0.340 0.211 0.108 | 0.624 -0.270 -0.140 | 0.277 -0.025 0.024 |

0.211 1.541 -0.096 | -0.270 0.647 0.252 | -0.025 0.977 -0.058 |

0.108 -0.096 0.613 | -0.140 0.252 1.126 | 0.024 -0.058 0.366 |

We plot the three projections of the data below. From the y-z plot (z abscissa, y ordinate) we note that the green circles must be the first class, since this is the only category that has a positive z mean. Class 3 has a lower x mean than class 2, so that class 2 are blue pluses and class 3 are red x’s.

There is substantial overlap between the classes. The variances of the classes are different, and the variances of the components are also different. Class 1 has the largest variance in the y component, and one can see that there is a greater dispersion on the plot, though it is not striking.

We first attempt the Fisher classifier, which estimates a common variance for all classes, and uses three discriminant functions. The equations for this are in section 4.3.3. We obtain a resubstitution error frequency of 0.25 and cross-validation error frequency of 0.27.

In view of the fact that the variances are different, we attempt a quadratic classifier. This is described in section 2.2.1. We find the resubstitution error frequency is 0.22 and the cross-validation error frequency is 0.27. These error probabilities are not significantly different from those for the linear classifier. This suggests that the differences between the variances of the classes is not big enough to matter. This is surprising, since the variance on the third coordinate of class 2 is three times as big as for class three.

As a point of information, we also compute the error frequency using with a quadratic classifier but the parameters (class probabilities, means, covariance matrices) are those used to generate the data. This could not be done by the student. Incidentally, the classifier with these parameters is the optimal classifier. The error frequency obtained is 0.25, a number consistent with the other results.

We attempt two methods for finding the confidence interval for resubstitution error probability. The first is to assume that the resubstitution error is produced from Bernoulli trials and to assume that the central limit theorem holds. Under these assumptions the confidence interval is

p ± 1.96 s

where p is the resubstitution error frequency and s = sqrt(p(1-p)/n). This gives us a confidence interval [0.139, 0.280]. The second method is to generate 200 bootstrap samples of data, train a classifier for each sample and find the error frequency. Each sample has 100 feature vectors, just as in the original data. This leads to 200 values of error frequency. We sort these, and find the probability of the 5th lowest and the 5th from the top: this is the bootstrap estimate of the 95% confidence interval, which goes from cumulative probability 2.5% = 5/200 to 97.5% = 195/200. This interval is [0.140, 0.301], which is quite close to the Bernoulli trial model estimate.

Most students in the class estimated the bootstrap interval by taking the bootstrap error frequencies, computing their mean and standard deviation, and then finding the interval based on a normal assumption.

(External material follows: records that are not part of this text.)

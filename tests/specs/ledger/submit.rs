//! `munch submit` specs

use crate::prelude::*;
use serde_json::json;

fn ledger_accepting_transactions() -> RpcStub {
    RpcStub::start(vec![
        ("eth_accounts", json!([ACCOUNT])),
        ("eth_blockNumber", json!("0x10")),
        ("eth_getLogs", json!([])),
        ("eth_call", json!(encode_meals(&[]))),
        ("eth_sendTransaction", json!(TX_HASH)),
        (
            "eth_getTransactionReceipt",
            json!({ "status": "0x1", "blockNumber": "0x11" }),
        ),
    ])
}

#[test]
fn submit_reports_mining_and_mined() {
    let node = ledger_accepting_transactions();
    let temp = Project::pointing_at(node.url());

    temp.munch()
        .args(&["submit", "tacos", "truck", "hungry"])
        .passes()
        .stdout_has(&format!("Mining... {}", TX_HASH))
        .stdout_has(&format!("Mined -- {}", TX_HASH));
    assert!(node.calls().contains(&"eth_sendTransaction".to_string()));
}

#[test]
fn reverted_submission_fails() {
    let node = RpcStub::start(vec![
        ("eth_accounts", json!([ACCOUNT])),
        ("eth_blockNumber", json!("0x10")),
        ("eth_getLogs", json!([])),
        ("eth_call", json!(encode_meals(&[]))),
        ("eth_sendTransaction", json!(TX_HASH)),
        (
            "eth_getTransactionReceipt",
            json!({ "status": "0x0", "blockNumber": "0x11" }),
        ),
    ]);
    let temp = Project::pointing_at(node.url());

    temp.munch()
        .args(&["submit", "tacos", "truck", "hungry"])
        .fails()
        .stderr_has("transaction reverted");
}

#[test]
fn short_field_is_rejected_before_any_network_call() {
    let node = ledger_accepting_transactions();
    let temp = Project::pointing_at(node.url());

    temp.munch()
        .args(&["submit", "x", "truck", "hungry"])
        .fails()
        .stderr_has("Invalid what: too short");
    assert!(node.calls().is_empty());
}

#[test]
fn long_field_is_rejected() {
    let temp = Project::empty();
    let long = "y".repeat(26);

    temp.munch()
        .args(&["submit", "tacos", "truck", &long])
        .fails()
        .stderr_has("Invalid why: too long");
}

#[test]
fn node_rejection_is_reported() {
    let node = RpcStub::start(vec![
        ("eth_accounts", json!([ACCOUNT])),
        ("eth_blockNumber", json!("0x10")),
        ("eth_getLogs", json!([])),
        ("eth_call", json!(encode_meals(&[]))),
    ]);
    let temp = Project::pointing_at(node.url());

    // The stub has no eth_sendTransaction, so the node rejects the submission
    temp.munch()
        .args(&["submit", "tacos", "truck", "hungry"])
        .fails()
        .stderr_has("submission rejected");
}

This is not as powerful as the computation from the cumulative distribution of the error frequencies, which is a non-parametric method and works even if the distribution is not normal.

Programs

The programs are in prog.zip, the data sets in data.zip

test_script computes the assorted error probabilities. Functions resub_crossval computes both the resubstitution and crossvalidation probabilities for the Fisher linear classifier, and requb_crossvalq does this for the quadratic classifier. As a last step, the dataset generation parameters are obtained from variables pp, mm, and vv. These parameters are fed into function make_quad_discrim which computes arrays suitable for the discriminant functions. Those arrays and the data are fed to function quadclassify which classifies the data. The number of errors is found by comparing these results with dat(4,:), the row in the data matrix that contains the ‘true’ class numbers. The results of these calculations are stored in array errs and also written to a text file called classresults.txt.

boot_script computes resubstitution error frequency confidence intervals. The class probabilities, means, and covariances are estimated in function quadest. quadclassify is used to classify the data. Variables cl and ch are the low and high ends of the confidence interval computed on Gaussian assumption. Subsequently we go through a for loop (200 iteration) that does a random selection of data vectors (features plus category), performs the estimation/classification, and stores the error probabilities in array perr1. After the for loop the array is sorted and the bootstrap confidence interval values [clb, clh] are read from the appropriate locations.

Function resub_crossval uses function Fisher to compute the linear discriminant function parameters. The classification and error computation are done with MATLAB statements. First the resubstitution error is found from the full data set. Next a loop generates the leave-one-out datasets for training and classifies the left-out vector (hold).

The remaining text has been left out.